Kimberly Nelson, another nurse who worked in Ferguson’s home around the same time, spoke of her more favorably. She testified that she was never afraid of him and that she had witnessed the loving conversation between father and son.

However, Nelson also testified that once she went to refill one of Christian’s prescriptions, she could not refill it because Christian hadn’t seen a doctor in more than a year. was brought.

Nelson, not Ferguson, took Christian to subsequent doctor’s appointments.

The testimony of both Nelson and Overby was overshadowed by persistent objections from both the defense and the prosecution. Many of these resulted in the two lawyers approaching the bench to speak to the judge.

At one point, Judge Brian May encouraged lawyers to move things along with fewer interruptions. During a consultation with both the lawyers in the Bench, he can be heard saying that the continuous delay is “fooling” all of them.

May spoke to both the defense and the prosecution when saying this, but in general, May dismissed many of the objections of defense attorneys compared to prosecutors.

Christian’s aunt Sharon Williams took the stand late in the afternoon. In addition to being Person’s sister, Williams acted as a go-to between Ferguson and Person after their separation.
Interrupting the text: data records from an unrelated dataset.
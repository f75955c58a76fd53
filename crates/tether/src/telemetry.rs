//! Structured logging for processes that do not bring their own subscriber.
//!
//! An embedding host usually installs its own `tracing` subscriber before it
//! builds any client. [`initialise`] then leaves it in place and the
//! `tether::lifecycle` and `tether::transport` events flow into the host's
//! pipeline. Only a process with no subscriber (the `tether` binary, a bare
//! worker) gets the one configured by `LOG_FILTER` and `LOG_FORMAT`.

use std::io::{self, IsTerminal};

use once_cell::sync::OnceCell;
use tracing::Subscriber;
use tracing_subscriber::EnvFilter;
use tracing_subscriber::fmt;

use tether_config::{LogFormat, LogSettings};

static SUBSCRIBER_OWNER: OnceCell<SubscriberOwner> = OnceCell::new();

/// Who installed the process-wide subscriber.
#[derive(Debug, Clone, Copy, PartialEq, Eq)]
pub enum SubscriberOwner {
    /// This crate installed it from the log settings.
    Tether,
    /// A subscriber was already present; the log settings were not applied.
    Host,
}

/// Handle returned once telemetry is settled for the process.
#[derive(Debug, Clone, Copy)]
pub struct TelemetryHandle {
    owner: SubscriberOwner,
}

impl TelemetryHandle {
    /// Who owns the active subscriber.
    #[must_use]
    pub const fn owner(self) -> SubscriberOwner {
        self.owner
    }
}

/// Errors encountered while configuring telemetry.
#[derive(Debug, thiserror::Error)]
pub enum TelemetryError {
    /// Failed to parse the configured log filter expression.
    #[error("invalid log filter: {0}")]
    Filter(String),
}

/// Settles the process-wide subscriber on first use.
///
/// The filter is validated on every call so a malformed `LOG_FILTER` fails
/// client construction even when the host owns logging.
///
/// # Errors
///
/// Returns [`TelemetryError::Filter`] when the filter is malformed.
pub fn initialise(settings: &LogSettings) -> Result<TelemetryHandle, TelemetryError> {
    let filter = parse_filter(settings)?;
    let owner = *SUBSCRIBER_OWNER.get_or_init(|| install_subscriber(filter, settings.format));
    Ok(TelemetryHandle { owner })
}

fn parse_filter(settings: &LogSettings) -> Result<EnvFilter, TelemetryError> {
    EnvFilter::try_new(&settings.filter).map_err(|error| TelemetryError::Filter(error.to_string()))
}

fn install_subscriber(filter: EnvFilter, format: LogFormat) -> SubscriberOwner {
    if tracing::dispatcher::has_been_set() {
        return SubscriberOwner::Host;
    }

    let builder = fmt::Subscriber::builder()
        .with_env_filter(filter)
        .with_target(true)
        .with_writer(io::stderr)
        .with_ansi(io::stderr().is_terminal())
        .with_timer(fmt::time::UtcTime::rfc_3339());

    let subscriber: Box<dyn Subscriber + Send + Sync> = match format {
        LogFormat::Json => Box::new(builder.json().flatten_event(true).finish()),
        LogFormat::Compact => Box::new(builder.compact().finish()),
    };

    // Losing a race with a host that installs concurrently still leaves the
    // host in charge.
    match tracing::subscriber::set_global_default(subscriber) {
        Ok(()) => SubscriberOwner::Tether,
        Err(_) => SubscriberOwner::Host,
    }
}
Williams testified that in 2003, when Persson was trying to gain partial custody of Christian, Ferguson told him that he did not want to return to court in an ongoing custody dispute. She said that Ferguson was so “excited” about the situation that she said the person would see Christian “over my dead body”.

Several objections during Williams’ interrogation led to another consultation between lawyers and the judge. Instead of allowing the proceedings to resume, May dismissed the jury for the day a little before 4 p.m.